- SUPPLIED RECORDS -
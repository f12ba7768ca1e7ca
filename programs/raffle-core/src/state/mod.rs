pub use raffle::*;
pub use ticket::*;

pub mod raffle;
pub mod ticket;
use std::fmt;

use borsh::{BorshDeserialize, BorshSerialize};
use uuid::Uuid;

use crate::ownership::{SecretHash, MAX_SECRET_HASH_BYTES};

/// Longest accepted name, secret or ticket content, in characters.
pub const MAX_FIELD_CHARS: usize = 255;

/// Upper bound on the UTF-8 encoding of a `MAX_FIELD_CHARS` string.
pub const MAX_FIELD_BYTES: usize = MAX_FIELD_CHARS * 4;

// Space calculation:
// 16 (id) +
// 4 (length of name) +
// 1020 (name) +
// 4 (length of secret hash) +
// 128 (secret hash, PHC string) +
// 1 (status) +
// 1 (result: Option tag) +
// 4 (length of result) +
// 1020 (result) =
// 2198 total bytes
pub const RAFFLE_RECORD_SIZE: usize =
    16 + 4 + MAX_FIELD_BYTES + 4 + MAX_SECRET_HASH_BYTES + 1 + 1 + 4 + MAX_FIELD_BYTES;

#[derive(BorshSerialize, BorshDeserialize, Clone, Copy, Debug, PartialEq, Eq)]
pub enum RaffleStatus {
    Open,
    Closed,
}

impl RaffleStatus {
    pub fn as_str(&self) -> &'static str {
        match self {
            RaffleStatus::Open => "Open",
            RaffleStatus::Closed => "Closed",
        }
    }
}

impl fmt::Display for RaffleStatus {
    fn fmt(&self, f: &mut fmt::Formatter<'_>) -> fmt::Result {
        f.write_str(self.as_str())
    }
}

/// A named draw. `result` is `Some` exactly when `status` is `Closed`.
#[derive(BorshSerialize, BorshDeserialize, Clone, Debug, PartialEq, Eq)]
pub struct Raffle {
    id: [u8; 16],
    pub name: String,
    pub secret: SecretHash,
    pub status: RaffleStatus,
    pub result: Option<String>,
}

impl Raffle {
    /// A freshly created raffle: Open with no result.
    pub fn open(id: Uuid, name: String, secret: SecretHash) -> Self {
        Self {
            id: id.into_bytes(),
            name,
            secret,
            status: RaffleStatus::Open,
            result: None,
        }
    }

    pub fn id(&self) -> Uuid {
        Uuid::from_bytes(self.id)
    }

    pub fn is_open(&self) -> bool {
        self.status == RaffleStatus::Open
    }

    /// Applies the terminal transition. Returns false if the raffle was not Open,
    /// in which case nothing changes.
    pub fn close_with(&mut self, result: String) -> bool {
        if !self.is_open() {
            return false;
        }
        self.status = RaffleStatus::Closed;
        self.result = Some(result);
        true
    }
}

- WHAT YOU HAVE TO DO -
Gather from the entries above all lines that include the string "RaffleStatus".

- SOLUTION FOR THIS PROBLEM -
pub enum RaffleStatus {
impl RaffleStatus {
            RaffleStatus::Open => "Open",
            RaffleStatus::Closed => "Closed",
impl fmt::Display for RaffleStatus {
    pub status: RaffleStatus,
            status: RaffleStatus::Open,
        self.status == RaffleStatus::Open
        self.status = RaffleStatus::Closed;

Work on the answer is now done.